Word for word, copy all of the entries.

▬▬▬▬▬▬▬▬▬▬

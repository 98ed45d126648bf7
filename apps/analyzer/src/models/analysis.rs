use std::collections::{BTreeMap, BTreeSet};

use serde::{Deserialize, Serialize};

use crate::classify::DocumentType;
use crate::extract::PersonalInfo;
use crate::scoring::{
    CategorySuggestions, CoverageReport, FormatReport, KeywordMatchResult, SectionScores,
};

/// Structured content pulled out of the resume text.
#[derive(Debug, Clone, Default, PartialEq, Serialize, Deserialize)]
pub struct ExtractedSections {
    pub education: Vec<String>,
    pub experience: Vec<String>,
    pub projects: Vec<String>,
    pub skills: BTreeSet<String>,
    pub summary: String,
}

/// Full analysis returned to callers. Assembled once, never mutated afterwards.
#[derive(Debug, Clone, PartialEq, Serialize, Deserialize)]
pub struct AnalysisResult {
    pub document_type: DocumentType,
    pub classification_score: f64,
    pub personal_info: PersonalInfo,
    pub sections: ExtractedSections,
    pub keyword_match: KeywordMatchResult,
    pub format: FormatReport,
    pub section_coverage: CoverageReport,
    pub category_suggestions: CategorySuggestions,
    pub section_scores: BTreeMap<String, f64>,
    pub ats_score: u32, // 0 – 100
    pub suggestions: Vec<String>,
    pub matcher_backend: String,
}

impl AnalysisResult {
    /// All-zero result carrying a single explanatory suggestion. Used for empty
    /// input and non-resume documents.
    pub fn degenerate(
        document_type: DocumentType,
        classification_score: f64,
        personal_info: PersonalInfo,
        message: String,
        matcher_backend: &str,
    ) -> Self {
        Self {
            document_type,
            classification_score,
            personal_info,
            sections: ExtractedSections::default(),
            keyword_match: KeywordMatchResult::default(),
            format: FormatReport::default(),
            section_coverage: CoverageReport::default(),
            category_suggestions: CategorySuggestions::default(),
            section_scores: SectionScores::default().to_map(),
            ats_score: 0,
            suggestions: vec![message],
            matcher_backend: matcher_backend.to_string(),
        }
    }

    pub fn is_resume(&self) -> bool {
        self.document_type == DocumentType::Resume
    }
}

▬▬▬▬▬▬▬▬▬▬

Task solution:
repository 98ed45d126648bf7
filename apps/analyzer/src/models/analysis.rs
use std::collections::{BTreeMap, BTreeSet};

use serde::{Deserialize, Serialize};

use crate::classify::DocumentType;
use crate::extract::PersonalInfo;
use crate::scoring::{
    CategorySuggestions, CoverageReport, FormatReport, KeywordMatchResult, SectionScores,
};

/// Structured content pulled out of the resume text.
#[derive(Debug, Clone, Default, PartialEq, Serialize, Deserialize)]
pub struct ExtractedSections {
    pub education: Vec<String>,
    pub experience: Vec<String>,
    pub projects: Vec<String>,
    pub skills: BTreeSet<String>,
    pub summary: String,
}

/// Full analysis returned to callers. Assembled once, never mutated afterwards.
#[derive(Debug, Clone, PartialEq, Serialize, Deserialize)]
pub struct AnalysisResult {
    pub document_type: DocumentType,
    pub classification_score: f64,
    pub personal_info: PersonalInfo,
    pub sections: ExtractedSections,
    pub keyword_match: KeywordMatchResult,
    pub format: FormatReport,
    pub section_coverage: CoverageReport,
    pub category_suggestions: CategorySuggestions,
    pub section_scores: BTreeMap<String, f64>,
    pub ats_score: u32, // 0 – 100
    pub suggestions: Vec<String>,
    pub matcher_backend: String,
}

impl AnalysisResult {
    /// All-zero result carrying a single explanatory suggestion. Used for empty
    /// input and non-resume documents.
    pub fn degenerate(
        document_type: DocumentType,
        classification_score: f64,
        personal_info: PersonalInfo,
        message: String,
        matcher_backend: &str,
    ) -> Self {
        Self {
            document_type,
            classification_score,
            personal_info,
            sections: ExtractedSections::default(),
            keyword_match: KeywordMatchResult::default(),
            format: FormatReport::default(),
            section_coverage: CoverageReport::default(),
            category_suggestions: CategorySuggestions::default(),
            section_scores: SectionScores::default().to_map(),
            ats_score: 0,
            suggestions: vec![message],
            matcher_backend: matcher_backend.to_string(),
        }
    }

    pub fn is_resume(&self) -> bool {
        self.document_type == DocumentType::Resume
    }
}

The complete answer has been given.